**WHAT THIS TASK INVOLVES:**
Within the records that follow, count the lines containing the string "serde". Reply only with the count.

**RECORDS FOR THIS EXERCISE:**
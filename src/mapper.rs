//! Coordinate mapping between content, viewport and device-pixel space.
//!
//! * content space: relative to the surface's full content, stable under scrolling
//! * viewport space: relative to the captured viewport raster, in CSS pixels
//!   (`origin + content - scroll`)
//! * device space: viewport space times the device pixel ratio, integral
//!
//! Everything that turns a selection or a page into crop windows and tile
//! offsets lives here so it can be tested without a host.

use crate::geometry::{DeviceRect, Point, Rect, ScrollMetrics};
use crate::{Error, Result};
use log::warn;
use serde::Serialize;

/// Offsets up to this many CSS pixels are treated as scroll rounding noise.
pub const ROUNDING_TOLERANCE: f64 = 1.0;

const EPSILON: f64 = 1e-6;

/// Something the mapper had to correct while producing the image.
///
/// Small sub-pixel corrections are not reported; these are the ones that may
/// point at a geometry or selection bug on the caller's side.
#[derive(Debug, Clone, PartialEq, Serialize)]
#[serde(tag = "kind", rename_all = "camelCase")]
pub enum Diagnostic {
    /// The selection extended past the surface content and was clipped.
    SelectionOutOfBounds { requested: Rect, clipped: Rect },
    /// A crop window fell outside its raster tile by more than rounding noise.
    CropClamped { tile: usize, overshoot_px: u32 },
}

pub fn content_to_viewport(p: Point, m: &ScrollMetrics) -> Point {
    Point::new(m.origin.x + (p.x - m.scroll.x), m.origin.y + (p.y - m.scroll.y))
}

pub fn viewport_to_content(p: Point, m: &ScrollMetrics) -> Point {
    Point::new(p.x - m.origin.x + m.scroll.x, p.y - m.origin.y + m.scroll.y)
}

pub fn rect_to_viewport(r: &Rect, m: &ScrollMetrics) -> Rect {
    let p = content_to_viewport(Point::new(r.x, r.y), m);
    Rect::new(p.x, p.y, r.width, r.height)
}

/// Round a CSS length to device pixels.
pub fn to_device(v: f64, dpr: f64) -> i64 {
    (v * dpr).round() as i64
}

fn floor_device(v: f64, dpr: f64) -> u32 {
    (v * dpr + EPSILON).floor().max(0.0) as u32
}

fn ceil_device(v: f64, dpr: f64) -> u32 {
    (v * dpr - EPSILON).ceil().max(0.0) as u32
}

/// A crop window in device pixels that may still lie partly outside its tile.
#[derive(Debug, Clone, Copy, PartialEq, Eq)]
pub struct RawCrop {
    pub x: i64,
    pub y: i64,
    pub width: i64,
    pub height: i64,
}

impl RawCrop {
    /// Device-pixel version of a viewport-space rectangle.
    pub fn from_viewport(r: &Rect, dpr: f64) -> Self {
        Self {
            x: to_device(r.x, dpr),
            y: to_device(r.y, dpr),
            width: to_device(r.width, dpr),
            height: to_device(r.height, dpr),
        }
    }
}

/// A crop window clamped into its tile.
#[derive(Debug, Clone, Copy, PartialEq, Eq)]
pub struct CropWindow {
    pub rect: DeviceRect,
    /// Largest distance, in device pixels, any edge had to move
    pub overshoot: u32,
}

/// Clamp `raw` into `[0, 0, tile_w, tile_h]`.
///
/// Negative origins move to zero, edges past the tile shrink to fit, and the
/// result is never smaller than 1x1.
pub fn clamp_crop(raw: RawCrop, tile_w: u32, tile_h: u32) -> CropWindow {
    let tw = i64::from(tile_w.max(1));
    let th = i64::from(tile_h.max(1));

    let x0 = raw.x;
    let y0 = raw.y;
    let x1 = raw.x + raw.width.max(1);
    let y1 = raw.y + raw.height.max(1);

    let overshoot = [-x0, -y0, x1 - tw, y1 - th].into_iter().max().unwrap_or(0).max(0);

    let cx0 = x0.clamp(0, tw - 1);
    let cy0 = y0.clamp(0, th - 1);
    let cx1 = x1.clamp(cx0 + 1, tw);
    let cy1 = y1.clamp(cy0 + 1, th);

    CropWindow {
        rect: DeviceRect::new(cx0 as u32, cy0 as u32, (cx1 - cx0) as u32, (cy1 - cy0) as u32),
        overshoot: overshoot as u32,
    }
}

/// Clamp a crop for tile `tile`, reporting overshoots beyond rounding noise.
pub fn clamp_crop_reporting(
    raw: RawCrop,
    tile_w: u32,
    tile_h: u32,
    dpr: f64,
    tile: usize,
    diagnostics: &mut Vec<Diagnostic>,
) -> DeviceRect {
    let win = clamp_crop(raw, tile_w, tile_h);
    if f64::from(win.overshoot) > ROUNDING_TOLERANCE * dpr {
        warn!("crop for tile {} overshot its raster by {}px; clamped", tile, win.overshoot);
        diagnostics.push(Diagnostic::CropClamped { tile, overshoot_px: win.overshoot });
    }
    win.rect
}

/// One scroll-and-capture step of a multi-tile capture.
#[derive(Debug, Clone, Copy, PartialEq)]
pub struct TileStep {
    pub index: usize,
    /// Scroll offset to request (content space); the host may clamp it
    pub scroll_y: f64,
    /// Content-space offset of this step from the start of the captured range
    pub captured: f64,
    /// Content-space height this step contributes
    pub height: f64,
    /// Row of the output image where this tile starts
    pub device_y: u32,
    /// Rows this tile contributes to the output image
    pub device_height: u32,
    pub is_last: bool,
}

/// Sequence of steps plus the output surface size, in device pixels.
#[derive(Debug, Clone, PartialEq)]
pub struct TilePlan {
    pub steps: Vec<TileStep>,
    pub device_width: u32,
    pub device_height: u32,
}

impl TilePlan {
    pub fn len(&self) -> usize {
        self.steps.len()
    }

    pub fn is_empty(&self) -> bool {
        self.steps.is_empty()
    }
}

/// Build steps covering `[0, total)` in slices of `step`, using `boundary`
/// to place each slice on the output's device rows.
fn build_steps(total: f64, step: f64, device_total: u32, boundary: impl Fn(f64) -> u32, scroll_for: impl Fn(f64) -> f64) -> Vec<TileStep> {
    let count = ((total / step) - EPSILON).ceil().max(1.0) as usize;
    let mut steps: Vec<TileStep> = Vec::with_capacity(count);
    for i in 0..count {
        let captured = i as f64 * step;
        let device_y = boundary(captured);
        // a trailing sliver thinner than a device row adds nothing
        if i > 0 && device_y >= device_total {
            break;
        }
        steps.push(TileStep {
            index: i,
            scroll_y: scroll_for(captured),
            captured,
            height: step.min(total - captured),
            device_y,
            device_height: 0,
            is_last: false,
        });
    }
    let n = steps.len();
    for i in 0..n {
        let end = if i + 1 < n { steps[i + 1].device_y } else { device_total };
        steps[i].device_height = end - steps[i].device_y;
        steps[i].is_last = i + 1 == n;
    }
    if let Some(last) = steps.last_mut() {
        last.height = total - last.captured;
    }
    steps
}

/// Plan a full-page capture of the surface described by `m`.
///
/// `ceil(content / viewport)` steps; step `i` scrolls to `i * viewport`
/// (clamped to the maximum scroll). Device heights sum to exactly
/// `ceil(content * dpr)`.
pub fn full_page_plan(m: &ScrollMetrics) -> TilePlan {
    let dpr = m.dpr;
    let device_height = ceil_device(m.content.height, dpr).max(1);
    let max_y = m.max_scroll().y;
    let steps = build_steps(
        m.content.height,
        m.viewport.height,
        device_height,
        |captured| floor_device(captured, dpr),
        |captured| captured.min(max_y),
    );
    TilePlan {
        steps,
        device_width: (to_device(m.viewport.width, dpr).max(1)) as u32,
        device_height,
    }
}

/// The surface's visible box in viewport space, i.e. what one full-page
/// tile is cropped to.
pub fn surface_box(m: &ScrollMetrics) -> Rect {
    Rect::new(m.origin.x, m.origin.y, m.viewport.width, m.viewport.height)
}

/// Plan a selection capture in slices of the surface's viewport height.
///
/// Step `i` scrolls so that `selection.y + i * step_height` sits at the top of
/// the surface. Device heights sum to exactly `round(selection.height * dpr)`.
/// The output is never wider than the surface's client width, since no tile
/// can show more columns than that.
pub fn selection_plan(sel: &Rect, m: &ScrollMetrics) -> TilePlan {
    let dpr = m.dpr;
    let device_height = to_device(sel.height, dpr).max(1) as u32;
    let top = sel.y;
    let steps = build_steps(
        sel.height,
        m.viewport.height,
        device_height,
        |captured| to_device(captured, dpr).max(0) as u32,
        |captured| top + captured,
    );
    TilePlan {
        steps,
        device_width: to_device(sel.width.min(m.viewport.width), dpr).max(1) as u32,
        device_height,
    }
}

/// Crop window, in viewport space, for the slice of `sel` starting
/// `captured` pixels below its top, given the surface's actual metrics
/// after scrolling.
///
/// Width is limited to the surface's scrollbar-excluded client width.
pub fn selection_crop(sel: &Rect, captured: f64, step_height: f64, m: &ScrollMetrics) -> Rect {
    let x = m.origin.x + (sel.x - m.scroll.x);
    let y = m.origin.y + (sel.y + captured - m.scroll.y);
    let width = sel.width.min(m.viewport.width);
    let height = step_height.min(sel.height - captured);
    Rect::new(x, y, width, height)
}

/// Device crop for a selection slice whose output rows are fixed by `step`.
///
/// The window keeps the plan's device size so tile heights always sum to
/// the output height; only the origin comes from the live metrics.
pub fn selection_device_crop(sel: &Rect, step: &TileStep, plan: &TilePlan, m: &ScrollMetrics) -> RawCrop {
    let r = selection_crop(sel, step.captured, step.height, m);
    let max_width = to_device(m.viewport.width, m.dpr);
    RawCrop {
        x: to_device(r.x, m.dpr),
        y: to_device(r.y, m.dpr),
        width: i64::from(plan.device_width).min(max_width),
        height: i64::from(step.device_height),
    }
}

/// Clip a selection to the surface content, reporting real overshoots.
pub fn clip_selection(sel: &Rect, m: &ScrollMetrics, diagnostics: &mut Vec<Diagnostic>) -> Result<Rect> {
    let content = Rect::new(0.0, 0.0, m.content.width, m.content.height);
    let clipped = sel.intersect(&content).ok_or_else(|| {
        warn!("selection {:?} does not overlap content {:?}", sel, content);
        Error::SelectionOutOfBounds {
            x: sel.x,
            y: sel.y,
            content_width: m.content.width,
            content_height: m.content.height,
        }
    })?;

    let drift = (clipped.x - sel.x)
        .abs()
        .max((clipped.y - sel.y).abs())
        .max((clipped.right() - sel.right()).abs())
        .max((clipped.bottom() - sel.bottom()).abs());
    if drift > ROUNDING_TOLERANCE {
        warn!("selection {:?} extends outside content {:?}; clipped", sel, content);
        diagnostics.push(Diagnostic::SelectionOutOfBounds { requested: *sel, clipped });
    }
    Ok(clipped)
}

**EXPECTED ANSWER:**
2